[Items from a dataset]
↓
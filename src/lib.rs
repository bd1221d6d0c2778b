pub mod core;
pub mod coordinate;
pub mod schema;
pub mod analysis;
pub mod storage;
pub mod index;
pub mod query;
pub mod search;
pub mod packer;

/*
┌────────────────────────────────────────────────────────────────────────────────────────────┐
│                         NEXUS-INDEXER-CORE STRUCT ARCHITECTURE                               │
└────────────────────────────────────────────────────────────────────────────────────────────┘

┌──────────────────────────────────── COORDINATE LAYER ───────────────────────────────────────┐
│                                                                                              │
│  ┌──────────────────┐  ┌──────────────────────┐  ┌──────────────────────────────────────┐  │
│  │ struct Gav        │  │ struct ArtifactInfo   │  │ trait GavCalculator                  │  │
│  │ • group_id        │  │ • group_id            │  │ • gav_path(&Gav) -> String            │  │
│  │ • artifact_id      │ │ • artifact_id         │  │ • path_to_gav(&str) -> Option<Gav>    │  │
│  │ • version          │ │ • version             │  └──────────────────────────────────────┘  │
│  │ • base_version     │ │ • classifier          │                                             │
│  │ • classifier       │ │ • packaging           │  ┌──────────────────────────────────────┐   │
│  │ • extension        │ │ • extension           │  │ struct Maven2GavCalculator           │   │
│  │ • is_snapshot       │ │ • repository_id       │  │ (sole GavCalculator impl)            │   │
│  │ • snapshot_ts       │ │ • uinfo()             │  └──────────────────────────────────────┘   │
│  │ • build_number      │ │ • class_names         │                                             │
│  └──────────────────┘  └──────────────────────┘                                             │
└──────────────────────────────────────────────────────────────────────────────────────────────┘

┌────────────────────────────────────── SCHEMA LAYER ──────────────────────────────────────────┐
│                                                                                              │
│  ┌────────────────────────┐  ┌──────────────────────┐  ┌────────────────────────────┐      │
│  │ struct IndexerField    │  │ trait IndexCreator    │  │ struct CreatorRegistry     │      │
│  │ • ontology             │  │ • fields()            │  │ • creators: Vec<Box<dyn>>  │      │
│  │ • storage_key          │  │ • populate()          │  │ • populate()               │      │
│  │ • stored / indexed     │  │ • update_document()   │  │ • update_document()        │      │
│  │ • keyword              │  │ • update_artifact_info│  │ • update_artifact_info()   │      │
│  └────────────────────────┘  └──────────────────────┘  └────────────────────────────┘      │
│                                                                                              │
│  ┌──────────────────────────────────┐  ┌──────────────────────────────────┐                │
│  │ struct MinimalArtifactInfoCreator│  │ struct JarFileContentsCreator    │                │
│  └──────────────────────────────────┘  └──────────────────────────────────┘                │
└──────────────────────────────────────────────────────────────────────────────────────────────┘

┌──────────────────────────────────── STORAGE LAYER ───────────────────────────────────────────┐
│                                                                                              │
│  ┌────────────────────┐   ┌──────────────────────┐   ┌────────────────────────────┐        │
│  │ trait IndexDirectory│   │ struct FsDirectory   │   │ struct RamDirectory        │        │
│  │ • get/put/delete    │   │ (on-disk)            │   │ (in-memory)                │        │
│  │ • list()            │   └──────────────────────┘   └────────────────────────────┘        │
│  └────────────────────┘                                                                      │
│                                                                                              │
│  ┌────────────────────┐   ┌──────────────────────┐                                          │
│  │ struct FileLock     │   │ enum StoredDocument  │                                          │
│  │ (process exclusion) │   │ • Live(ArtifactInfo) │                                          │
│  └────────────────────┘   │ • Tombstone(String)  │                                          │
│                            │ • Descriptor(...)    │                                          │
│                            │ • GroupSet(...)      │                                          │
│                            └──────────────────────┘                                          │
└──────────────────────────────────────────────────────────────────────────────────────────────┘

┌──────────────────────────────────── CONTEXT LAYER ───────────────────────────────────────────┐
│                                                                                              │
│  ┌────────────────────────────────────────────────────────────────────────────────────┐    │
│  │                           struct IndexingContext                                    │    │
│  │  ┌──────────────────────────────────────────────────────────────────────────────┐ │    │
│  │  │ id / repository_id / repository_path / repository_url / index_update_url     │ │    │
│  │  │ gav_calculator: Arc<dyn GavCalculator>                                       │ │    │
│  │  │ creators: Arc<CreatorRegistry>                                               │ │    │
│  │  │ state: Arc<RwLock<ContextState>>   // reader / writer / searcher triple      │ │    │
│  │  │ searchable: AtomicBool                                                       │ │    │
│  │  │ timestamp: Arc<RwLock<Option<DateTime<Utc>>>>                                │ │    │
│  │  └──────────────────────────────────────────────────────────────────────────────┘ │    │
│  └────────────────────────────────────────────────────────────────────────────────────┘    │
│                                                                                              │
│  ┌────────────────────────┐  ┌──────────────────────┐  ┌────────────────────────────┐      │
│  │ struct ContextState     │  │ struct Descriptor     │  │ struct GroupCache          │      │
│  │ • live: BTreeMap<UINFO,│  │ • version             │  │ • all_groups: BTreeSet     │      │
│  │   ArtifactInfo>        │  │ • repository_id       │  │ • root_groups: BTreeSet    │      │
│  │ • generation: u64      │  └──────────────────────┘  └────────────────────────────┘      │
│  └────────────────────────┘                                                                  │
└──────────────────────────────────────────────────────────────────────────────────────────────┘

┌────────────────────────────────────── QUERY LAYER ───────────────────────────────────────────┐
│                                                                                              │
│  ┌─────────────────────┐  ┌──────────────────────┐  ┌────────────────────────────┐         │
│  │ enum Query (AST)    │  │ struct QueryCreator   │  │ enum SearchType             │         │
│  │ • Term              │  │ • construct_query()   │  │ • Exact                     │         │
│  │ • Wildcard          │  │ • legacy fallback     │  │ • Scored                    │         │
│  │ • Prefix            │  └──────────────────────┘  └────────────────────────────┘         │
│  │ • Bool(And/Or)      │                                                                     │
│  │ • Phrase            │                                                                     │
│  └─────────────────────┘                                                                     │
└──────────────────────────────────────────────────────────────────────────────────────────────┘

┌────────────────────────────────────── SEARCH LAYER ──────────────────────────────────────────┐
│                                                                                              │
│  ┌─────────────────────┐  ┌──────────────────────┐  ┌────────────────────────────┐         │
│  │ struct SearchEngine │  │ trait Grouping        │  │ struct SearchIterator       │         │
│  │ • search_flat()     │  │ • fold()              │  │ (holds shared locks until   │         │
│  │ • search_grouped()  │  └──────────────────────┘  │  dropped, single-pass)      │         │
│  │ • search_iterator() │                            └────────────────────────────┘         │
│  └─────────────────────┘                                                                     │
└──────────────────────────────────────────────────────────────────────────────────────────────┘

┌────────────────────────────────────── PACKER LAYER ──────────────────────────────────────────┐
│                                                                                              │
│  ┌─────────────────────┐  ┌──────────────────────┐  ┌────────────────────────────┐         │
│  │ struct IndexPacker  │  │ struct PublicationState│ │ mod format (wire frame)    │         │
│  │ • pack()            │  │ • chain_id            │  │ • write_documents()        │         │
│  └─────────────────────┘  │ • last_incremental    │  │ • read_documents()         │         │
│                           │ • incremental[..]     │  └────────────────────────────┘         │
│                           └──────────────────────┘                                          │
└──────────────────────────────────────────────────────────────────────────────────────────────┘

┌──────────────────────────────────── RELATIONSHIPS ───────────────────────────────────────────┐
│                                                                                              │
│  IndexingContext ──owns──> ContextState ──contains──> StoredDocument (via IndexDirectory)    │
│        │                                                                                    │
│        ├──owns──> GroupCache ──rebuilt_from──> live ArtifactInfo set                        │
│        │                                                                                    │
│        ├──populated_by──> CreatorRegistry ──delegates──> IndexCreator impls                 │
│        │                                                                                    │
│        └──searched_by──> SearchEngine ──builds_queries_with──> QueryCreator                 │
│                                                                                              │
│  IndexPacker ──reads──> IndexingContext (committed state) ──writes──> snapshot + chunks      │
│                                                                                              │
└──────────────────────────────────────────────────────────────────────────────────────────────┘
*/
↑
EXERCISE OBJECTIVE
Report all lines of the data that include the word "IndexCreator".

RESPONSE TO THE EXERCISE
│  │ struct IndexerField    │  │ trait IndexCreator    │  │ struct CreatorRegistry     │      │
│        ├──populated_by──> CreatorRegistry ──delegates──> IndexCreator impls                 │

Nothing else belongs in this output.